The table presented belongs to part [1]: ME functionality.

Let us look to the following table (courtesy Igor Skochinsky):

[image: Inline image 1]

Link to the very useful presentation (I clipped the above figure):
http://www.slideshare.net/codeblue_jp/igor-skochinsky-enpub

This very closely matches Trammel's investigation... And, to be more
punctual, the ONLY access to this area has exclusively ME HW (which is
located inside PCH).Tthe CPU itself and BIOS do NOT have access to it.

Essentially, talking about ME, we are talking about the PCH's HW entity,
which has the complete CPU inside itself, called ARC (32 bit, not sure if
this is a RISC, high probability it is), but ARC HW (driven from inside
PCH's embedded FW) accesses from its side flash descriptor, and
reads/transfers at one point in time the whole ME partition to the PCH's
embedded SRAM). This partition has multiple parts, and one of them is FTPR
(kernel in here does mean Threadx RTOS kernel for ARC).

Now, let me try to explain what happens with [2] MEI and HECI
communication... Let me repeat: MEI (ME communication component) and HECI
(BIOS communication component), two components which from the very
existence communicate with each other.

How this communication looks like? Something like this: ME partition gets
downloaded to PCH, where it occupies small SRAM area, for the beginning.
Then ME initializes Integrated Clock Controller (ICC). Then BIOS starts
booting. BIOS thread of execution is the following (the best I could
invision from the patchworks reachable to me):

[1] Initializes VGA (via PCIe port);

[2] Initializes Host Embedded Controller I/F init (via HECI PCIe port);

[3] Then BIOS/HECI initiates communication with ME/MEI;

[4] BIOS continues with DDRAMx MRC;

[5] Upon finishing MRC, BIOS/HECI communicates with ME/MEI;

[6] ME starts booting ARC 32bit Threadx RTOS kernel;

[7] ME reserves on the DDRx's TOM (Top Of Memory) 32MB UMA region solely
for its own (application) use!
_______

Coreboot, upon bringing up, does NOT know about HECI I/F (my best guess)
and ME (and MEI). It has no idea that all of this (scary, isn't it) is
sitting aside... Actually confirming INTEL HW/FW + WINx SW
creation/orientation, warped in late 1990s by Linux influence.

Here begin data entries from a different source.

// Detection rules
//
// PII detectors (GDPR scope) and threat detectors. A rule may carry a
// checksum validator; a regex match failing it is not a finding.

use phoenix_core::{FindingCategory, ThreatLevel};
use regex::{Regex, RegexBuilder};

/// Extra check run on each regex match
pub type MatchValidator = fn(&str) -> bool;

/// A single detection rule
#[derive(Debug, Clone)]
pub struct Rule {
    pub id: &'static str,
    pub category: FindingCategory,
    pub level: ThreatLevel,
    /// Replacement used when redacting (PII rules only)
    pub mask: Option<&'static str>,
    regex: Regex,
    validator: Option<MatchValidator>,
}

impl Rule {
    fn new(
        id: &'static str,
        category: FindingCategory,
        level: ThreatLevel,
        pattern: &str,
    ) -> Result<Self, regex::Error> {
        Ok(Self {
            id,
            category,
            level,
            mask: None,
            regex: RegexBuilder::new(pattern).case_insensitive(true).build()?,
            validator: None,
        })
    }

    fn masked(mut self, mask: &'static str) -> Self {
        self.mask = Some(mask);
        self
    }

    fn validated(mut self, validator: MatchValidator) -> Self {
        self.validator = Some(validator);
        self
    }

    fn accepts(&self, matched: &str) -> bool {
        self.validator.map_or(true, |validate| validate(matched))
    }

    /// Number of valid matches in `text`
    pub fn count(&self, text: &str) -> usize {
        self.regex
            .find_iter(text)
            .filter(|m| self.accepts(m.as_str()))
            .count()
    }

    /// Replace valid matches with the rule mask
    pub fn redact(&self, text: &str) -> String {
        let Some(mask) = self.mask else {
            return text.to_string();
        };
        self.regex
            .replace_all(text, |caps: &regex::Captures<'_>| {
                let matched = &caps[0];
                if self.accepts(matched) {
                    mask.to_string()
                } else {
                    matched.to_string()
                }
            })
            .into_owned()
    }
}

/// Built-in rule set
pub fn default_rules() -> Result<Vec<Rule>, regex::Error> {
    use FindingCategory::{Pii, Threat};

    Ok(vec![
        // PII
        Rule::new(
            "pii.email",
            Pii,
            ThreatLevel::Low,
            r"\b[a-z0-9._%+-]+@[a-z0-9.-]+\.[a-z]{2,}\b",
        )?
        .masked("[EMAIL]"),
        Rule::new(
            "pii.phone",
            Pii,
            ThreatLevel::Low,
            r"(?:\+33[\s.-]?|\b0)[1-9](?:[\s.-]?\d{2}){4}\b|\+\d{1,3}[\s.-]?\d{2,4}(?:[\s.-]?\d{2,4}){2,3}\b",
        )?
        .masked("[PHONE]"),
        Rule::new(
            "pii.payment_card",
            Pii,
            ThreatLevel::High,
            r"\b\d(?:[ -]?\d){12,18}\b",
        )?
        .masked("[CARD]")
        .validated(luhn_valid),
        Rule::new(
            "pii.iban",
            Pii,
            ThreatLevel::High,
            r"\b[a-z]{2}\d{2}(?:\s?[a-z0-9]{4}){2,7}(?:\s?[a-z0-9]{1,3})?\b",
        )?
        .masked("[IBAN]")
        .validated(iban_valid),
        Rule::new(
            "pii.fr_social_security",
            Pii,
            ThreatLevel::High,
            r"\b[12]\s?\d{2}\s?(?:0[1-9]|1[0-2])\s?(?:\d{2}|2[ab])\s?\d{3}\s?\d{3}(?:\s?\d{2})?\b",
        )?
        .masked("[NIR]"),
        // Threats
        Rule::new(
            "threat.prompt_injection",
            Threat,
            ThreatLevel::High,
            r"\b(?:ignore|disregard|forget|oublie[zr]?|ignore[zr]?)\b.{0,40}\b(?:previous|prior|above|all|earlier|pr[ée]c[ée]dentes?|toutes?)\b.{0,40}\b(?:instructions?|rules|prompts?|consignes?|r[èe]gles)\b|\b(?:system prompt|jailbreak|developer mode|you are now dan)\b",
        )?,
        Rule::new(
            "threat.sql_injection",
            Threat,
            ThreatLevel::Critical,
            r"\bunion\s+(?:all\s+)?select\b|\bdrop\s+table\b|;\s*delete\s+from\b|'\s*or\s+'?\d+'?\s*=\s*'?\d+|\bor\s+1\s*=\s*1\b",
        )?,
        Rule::new(
            "threat.script_injection",
            Threat,
            ThreatLevel::High,
            r"<\s*script\b|javascript\s*:|\bon(?:error|load|click|mouseover)\s*=|<\s*iframe\b",
        )?,
        Rule::new(
            "threat.path_traversal",
            Threat,
            ThreatLevel::Medium,
            r"\.\./|\.\.\\|%2e%2e%2f|/etc/passwd",
        )?,
    ])
}

/// Luhn checksum over the digits of `candidate`
pub fn luhn_valid(candidate: &str) -> bool {
    let digits: Vec<u32> = candidate.chars().filter_map(|c| c.to_digit(10)).collect();
    if !(13..=19).contains(&digits.len()) {
        return false;
    }

    let sum: u32 = digits
        .iter()
        .rev()
        .enumerate()
        .map(|(i, &d)| {
            if i % 2 == 1 {
                let doubled = d * 2;
                if doubled > 9 {
                    doubled - 9
                } else {
                    doubled
                }
            } else {
                d
            }
        })
        .sum();
    sum % 10 == 0
}

/// ISO 13616 mod-97 check
pub fn iban_valid(candidate: &str) -> bool {
    let compact: String = candidate
        .chars()
        .filter(|c| !c.is_whitespace())
        .map(|c| c.to_ascii_uppercase())
        .collect();
    if !(15..=34).contains(&compact.len()) || !compact.is_ascii() {
        return false;
    }

    let (head, tail) = compact.split_at(4);
    let mut remainder: u32 = 0;
    for c in tail.chars().chain(head.chars()) {
        let value = match c {
            '0'..='9' => c as u32 - '0' as u32,
            'A'..='Z' => c as u32 - 'A' as u32 + 10,
            _ => return false,
        };
        remainder = if value >= 10 {
            (remainder * 100 + value) % 97
        } else {
            (remainder * 10 + value) % 97
        };
    }
    remainder == 1
}
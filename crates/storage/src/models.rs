// Database rows (internal, converted to phoenix_core::Event)

use chrono::{DateTime, Utc};
use phoenix_core::{Event, Payload, StoreError};
use sqlx::FromRow;
use uuid::Uuid;

/// Row of the `phoenix_events` table
#[derive(Debug, Clone, FromRow)]
pub struct EventRow {
    pub event_id: Uuid,
    pub stream_id: String,
    pub version: i64,
    pub event_type: String,
    pub payload: sqlx::types::JsonValue,
    pub producer: Option<String>,
    pub causation_id: Option<Uuid>,
    pub occurred_at: DateTime<Utc>,
}

impl TryFrom<EventRow> for Event {
    type Error = StoreError;

    fn try_from(row: EventRow) -> Result<Self, Self::Error> {
        let payload: Payload = serde_json::from_value(row.payload)?;
        Ok(Event {
            event_id: row.event_id,
            stream_id: row.stream_id,
            timestamp: row.occurred_at,
            event_type: row.event_type,
            payload,
            version: row.version,
            producer: row.producer,
            causation_id: row.causation_id,
        })
    }
}
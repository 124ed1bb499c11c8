use crate::generator::MessagesResponse;
use crate::{AnthropicGenerator, DEFAULT_API_URL, DEFAULT_MODEL};
use phoenix_core::GenerationRequest;
use serde_json::json;

#[test]
fn test_defaults() {
    let generator = AnthropicGenerator::new("sk-ant-secret");
    assert_eq!(generator.api_url(), DEFAULT_API_URL);
    assert!(!format!("{:?}", generator).contains("sk-ant-secret"));
}

#[test]
fn test_build_request_defaults_max_tokens() {
    let generator = AnthropicGenerator::new("key");
    let body = generator.build_request(&GenerationRequest::new("Bonjour"));

    let json = serde_json::to_value(&body).unwrap();
    assert_eq!(json["model"], DEFAULT_MODEL);
    assert_eq!(json["max_tokens"], 1024);
    assert_eq!(json["messages"][0]["role"], "user");
    assert_eq!(json["messages"][0]["content"], "Bonjour");
    assert!(json.get("system").is_none());
}

#[test]
fn test_system_prompt_is_top_level() {
    let generator = AnthropicGenerator::new("key");
    let request = GenerationRequest::new("CV please").with_system_prompt("You write CVs");
    let json = serde_json::to_value(generator.build_request(&request)).unwrap();
    assert_eq!(json["system"], "You write CVs");
    assert_eq!(json["messages"].as_array().unwrap().len(), 1);
}

#[test]
fn test_response_text_skips_non_text_blocks() {
    let response: MessagesResponse = serde_json::from_value(json!({
        "model": "claude",
        "content": [
            {"type": "text", "text": "Hello "},
            {"type": "tool_use", "id": "t1", "name": "x", "input": {}},
            {"type": "text", "text": "world"}
        ],
        "stop_reason": "end_turn"
    }))
    .unwrap();

    assert_eq!(response.text(), "Hello world");
}
// RequestValidator backed by the guardian classifier

use async_trait::async_trait;
use phoenix_core::{
    ComplianceStatus, RequestValidator, Result, ThreatLevel, ValidationOutcome, ValidationRequest,
};
use tracing::info;

use crate::classifier::Classifier;

/// Screens request text before it reaches an AI provider.
///
/// Requests over `max_request_bytes` or at/above `block_level` are rejected.
/// Accepted requests come back with personal data masked.
#[derive(Debug, Clone)]
pub struct GuardianValidator {
    classifier: Classifier,
    block_level: ThreatLevel,
    max_request_bytes: usize,
}

impl GuardianValidator {
    pub fn new(classifier: Classifier) -> Self {
        Self {
            classifier,
            block_level: ThreatLevel::High,
            max_request_bytes: 32 * 1024,
        }
    }

    pub fn with_block_level(mut self, level: ThreatLevel) -> Self {
        self.block_level = level;
        self
    }

    pub fn with_max_request_bytes(mut self, max: usize) -> Self {
        self.max_request_bytes = max;
        self
    }
}

#[async_trait]
impl RequestValidator for GuardianValidator {
    async fn validate_request(&self, request: &ValidationRequest) -> Result<ValidationOutcome> {
        if request.text.len() > self.max_request_bytes {
            return Ok(ValidationOutcome {
                allowed: false,
                threat_level: ThreatLevel::None,
                compliance: ComplianceStatus::Compliant,
                findings: vec![],
                sanitized_text: String::new(),
                reason: Some(format!(
                    "request exceeds {} bytes",
                    self.max_request_bytes
                )),
            });
        }

        let assessment = self.classifier.assess_text(&request.text);
        let allowed = assessment.threat_level == ThreatLevel::None
            || assessment.threat_level < self.block_level;

        let reason = if allowed {
            None
        } else {
            info!(
                app = request.app.as_deref().unwrap_or("unknown"),
                threat_level = %assessment.threat_level,
                rules = ?assessment.rule_ids(),
                "Request blocked"
            );
            Some(format!(
                "request blocked: {} ({})",
                assessment.threat_level,
                assessment.rule_ids().join(", ")
            ))
        };

        Ok(ValidationOutcome {
            allowed,
            threat_level: assessment.threat_level,
            compliance: assessment.compliance,
            sanitized_text: self.classifier.redact(&request.text),
            findings: assessment.findings,
            reason,
        })
    }
}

Then, it is easy to imagine that FTPR is THE only ME component, which needs
to be executed, since it is essentially part of INTERNAL ME init!

In other words, Coreboot and ME are/must be asynchronous entities (for
boot-loader Coreboot use case), which should not know about each other, and
ME initially (early stage) controls main CPU solely by HW signals (RESET
signals releases), releasing it after it initialized ICC, and after
accomplishing transfer of ONLY active FTPR partition to the internal PCH's
SRAM. All other ME partitions/components MUST be incapacitated, since they
are there serving for/to BIOS/ME interaction and security (my best guess).

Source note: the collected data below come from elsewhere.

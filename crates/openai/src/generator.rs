// OpenAiGenerator

use std::time::Duration;

use async_trait::async_trait;
use phoenix_core::{
    ContentGenerator, GenerationRequest, GenerationResponse, Result, ServiceError, TokenUsage,
};
use reqwest::Client;
use tracing::{debug, instrument};

use crate::types::{ChatMessage, ChatRequest, ChatResponse};

pub const DEFAULT_BASE_URL: &str = "https://api.openai.com/v1";
pub const DEFAULT_MODEL: &str = "gpt-4o-mini";

const REQUEST_TIMEOUT: Duration = Duration::from_secs(60);

/// OpenAI content generator
#[derive(Clone)]
pub struct OpenAiGenerator {
    client: Client,
    api_key: String,
    base_url: String,
    model: String,
}

impl OpenAiGenerator {
    pub fn new(api_key: impl Into<String>) -> Self {
        Self {
            client: Client::new(),
            api_key: api_key.into(),
            base_url: DEFAULT_BASE_URL.to_string(),
            model: DEFAULT_MODEL.to_string(),
        }
    }

    /// Create from `OPENAI_API_KEY`, `OPENAI_MODEL` and `OPENAI_BASE_URL`
    pub fn from_env() -> Result<Self> {
        let api_key = std::env::var("OPENAI_API_KEY")
            .map_err(|_| ServiceError::config("OPENAI_API_KEY environment variable not set"))?;
        let mut generator = Self::new(api_key);
        if let Ok(model) = std::env::var("OPENAI_MODEL") {
            generator = generator.with_model(model);
        }
        if let Ok(base_url) = std::env::var("OPENAI_BASE_URL") {
            generator = generator.with_base_url(base_url);
        }
        Ok(generator)
    }

    pub fn with_base_url(mut self, base_url: impl Into<String>) -> Self {
        self.base_url = base_url.into();
        self
    }

    /// Default model, used when a request names none
    pub fn with_model(mut self, model: impl Into<String>) -> Self {
        self.model = model.into();
        self
    }

    pub fn api_url(&self) -> String {
        format!("{}/chat/completions", self.base_url.trim_end_matches('/'))
    }

    pub fn model(&self) -> &str {
        &self.model
    }

    pub(crate) fn build_request(&self, request: &GenerationRequest) -> ChatRequest {
        let mut messages = Vec::with_capacity(2);
        if let Some(system) = &request.system_prompt {
            messages.push(ChatMessage::system(system.clone()));
        }
        messages.push(ChatMessage::user(request.prompt.clone()));

        ChatRequest {
            model: request.model.clone().unwrap_or_else(|| self.model.clone()),
            messages,
            temperature: request.temperature,
            max_tokens: request.max_tokens,
        }
    }
}

impl std::fmt::Debug for OpenAiGenerator {
    fn fmt(&self, f: &mut std::fmt::Formatter<'_>) -> std::fmt::Result {
        f.debug_struct("OpenAiGenerator")
            .field("base_url", &self.base_url)
            .field("model", &self.model)
            .finish()
    }
}

#[async_trait]
impl ContentGenerator for OpenAiGenerator {
    fn provider_name(&self) -> &str {
        "openai"
    }

    #[instrument(skip(self, request), fields(model))]
    async fn generate_content(&self, request: &GenerationRequest) -> Result<GenerationResponse> {
        let body = self.build_request(request);
        tracing::Span::current().record("model", body.model.as_str());

        let response = self
            .client
            .post(self.api_url())
            .bearer_auth(&self.api_key)
            .timeout(REQUEST_TIMEOUT)
            .json(&body)
            .send()
            .await
            .map_err(|e| ServiceError::upstream(format!("Failed to send OpenAI request: {e}")))?;

        if !response.status().is_success() {
            let status = response.status();
            let error_text = response.text().await.unwrap_or_default();
            return Err(ServiceError::upstream(format!(
                "OpenAI API request failed with status {status}: {error_text}"
            )));
        }

        let parsed: ChatResponse = response
            .json()
            .await
            .map_err(|e| ServiceError::upstream(format!("Failed to parse OpenAI response: {e}")))?;

        let choice = parsed
            .choices
            .into_iter()
            .next()
            .ok_or_else(|| ServiceError::upstream("No choices in OpenAI response"))?;

        debug!(finish_reason = ?choice.finish_reason, "OpenAI completion received");

        Ok(GenerationResponse {
            text: choice.message.content.unwrap_or_default(),
            provider: "openai".to_string(),
            model: parsed.model,
            usage: parsed.usage.map(|u| TokenUsage {
                input_tokens: u.prompt_tokens,
                output_tokens: u.completion_tokens,
            }),
            finish_reason: choice.finish_reason,
        })
    }
}
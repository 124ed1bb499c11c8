// Issue a bearer token for a gateway client
//
// Usage: AUTH_JWT_SECRET=... cargo run --bin issue-token -- <subject> [role...]

use anyhow::{bail, Context, Result};
use phoenix_gateway::config::GatewayConfig;
use phoenix_gateway::auth::JwtService;

fn main() -> Result<()> {
    dotenvy::dotenv().ok();

    let mut args = std::env::args().skip(1);
    let Some(subject) = args.next() else {
        bail!("usage: issue-token <subject> [role...]");
    };
    let roles: Vec<String> = args.collect();

    let config = GatewayConfig::from_env().context("Invalid configuration")?;
    if !config.auth.is_enabled() {
        bail!("AUTH_MODE is none; tokens would not be checked");
    }

    let jwt = JwtService::new(config.auth.jwt);
    let token = jwt.issue(&subject, &roles)?;
    eprintln!("expires in {}s", jwt.token_lifetime_secs());
    println!("{token}");
    Ok(())
}
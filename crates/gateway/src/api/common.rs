// Common DTOs and error mapping for the public API

use axum::http::StatusCode;
use axum::response::{IntoResponse, Response};
use axum::Json;
use phoenix_core::{ServiceError, StoreError};
use serde::{Deserialize, Serialize};
use utoipa::ToSchema;

use super::validation::{ValidationError, VALIDATION_ERROR_MESSAGE};

/// Standard error response for API endpoints.
#[derive(Debug, Clone, Serialize, Deserialize, ToSchema)]
pub struct ErrorResponse {
    /// Error message describing what went wrong.
    pub error: String,
}

impl ErrorResponse {
    pub fn new(error: impl Into<String>) -> Self {
        Self {
            error: error.into(),
        }
    }
}

/// Response wrapper for list endpoints.
/// All list endpoints return responses wrapped in a `data` field.
#[derive(Debug, Clone, Serialize, Deserialize, ToSchema)]
pub struct ListResponse<T> {
    /// Array of items returned by the list operation.
    pub data: Vec<T>,
}

impl<T> From<Vec<T>> for ListResponse<T> {
    fn from(data: Vec<T>) -> Self {
        Self { data }
    }
}

/// Handler error, rendered as `{"error": "..."}` with the mapped status
#[derive(Debug)]
pub struct ApiError(pub ServiceError);

impl ApiError {
    pub fn status(&self) -> StatusCode {
        match &self.0 {
            ServiceError::Validation(_) => StatusCode::BAD_REQUEST,
            ServiceError::NotFound(_) => StatusCode::NOT_FOUND,
            ServiceError::Unauthorized(_) => StatusCode::UNAUTHORIZED,
            ServiceError::Upstream(_) => StatusCode::BAD_GATEWAY,
            ServiceError::StoreUnavailable(_) => StatusCode::SERVICE_UNAVAILABLE,
            ServiceError::Configuration(_) | ServiceError::Internal(_) => {
                StatusCode::INTERNAL_SERVER_ERROR
            }
        }
    }
}

impl From<ServiceError> for ApiError {
    fn from(err: ServiceError) -> Self {
        ApiError(err)
    }
}

impl From<StoreError> for ApiError {
    fn from(err: StoreError) -> Self {
        ApiError(err.into())
    }
}

impl From<ValidationError> for ApiError {
    fn from(err: ValidationError) -> Self {
        let message = match err {
            ValidationError::TooLarge => VALIDATION_ERROR_MESSAGE.to_string(),
            ValidationError::Invalid(msg) => msg.to_string(),
        };
        ApiError(ServiceError::Validation(message))
    }
}

impl IntoResponse for ApiError {
    fn into_response(self) -> Response {
        let status = self.status();
        // Internal details stay in the logs
        let message = match &self.0 {
            ServiceError::Validation(msg)
            | ServiceError::NotFound(msg)
            | ServiceError::Unauthorized(msg) => msg.clone(),
            ServiceError::Upstream(_) => "Upstream service failed".to_string(),
            ServiceError::StoreUnavailable(_) => "Event store unavailable".to_string(),
            ServiceError::Configuration(_) | ServiceError::Internal(_) => {
                "Internal server error".to_string()
            }
        };

        if status.is_server_error() {
            tracing::error!(status = status.as_u16(), error = %self.0, "Request failed");
        } else {
            tracing::debug!(status = status.as_u16(), error = %self.0, "Request rejected");
        }

        (status, Json(ErrorResponse::new(message))).into_response()
    }
}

This reply is assembled solely from the public net sources (and I sewed lot
of details using my INTEL ME knowledge ;-) ), some of which are presented
below:
http://www.slideshare.net/codeblue_jp/igor-skochinsky-enpub
https://software.intel.com/en-us/amt-sdk
https://en.wikipedia.org/wiki/Host_Embedded_Controller_Interface
https://software.intel.com/en-us/blogs/2007/01/24/let-us-tal
k-about-heci-and-lms
_______

Two final considerations here:
[1] Hope this will help somehow (expecting comments and discussions)!
[2] We can (Coreboot members) continue discussing/writing about ME, trying
to do the best to demystify INTEL ME Voodoo Magic! ;-)

Best Regards,
Zoran Stojsavljevic
_______

On Thu, Sep 15, 2016 at 9:23 PM, Trammell Hudson <hudson at trmm.net> wrote:

> On Mon, Sep 12, 2016 at 09:27:18PM +0000, Peter Stuge wrote:
> > Trammell Hudson wrote:
> > > I've experimented with clearing additional bits, from 0x3000 to 0x10000
> > > with the same results.  If I were really motivated I might binary
> search
> > > how much of the firmware it needs...
> >
> > That would be interesting.
>
> After a fairly brief binary search, I have determined a significantly
> reduced chunk of code required to have the Intel Management Engine bring
> up the hardware and then stay in the "ROM Phase".  This also allowed
> me to adjust the flash descriptor to give an extra 3 MB of storage to
> coreboot for my payload, as well as removed some of the problematic
> ME applications.
>
> The only piece that must be present for my x230 to function is the 512 KB
> FTPR partition at offset 0x183000, which contains these compressed
> modules (some Huffman, some LZMA):
>
>       'UPDATE' 000001BE
>       'ROMP' 0000070A
>       'BUP' 0000E064
>       'KERNEL' 00021B62
>       'POLICY' 00016AE2
>       'HOSTCOMM' 00006DDB
>       'RSA' 00005255
>       'CLS' 00005791
>       'TDT' 000066E5
>       'FTCS' 00004680
>       'ClsPriv' 000003E1
>       'SESSMGR' 0000E909
>
> This means that the ME no longer has any network stack (stored in the
> NFTP partition that has been removed), nor the protected video path
> or JCOM modules from the MDMV parition.  I do not know if the various
> anti-theft and timeout measures are also now neutralized.
>
> If I leave the firmware partition table at offset 0x3000 in place,
> the ME faults after bringup (but the system continues to function).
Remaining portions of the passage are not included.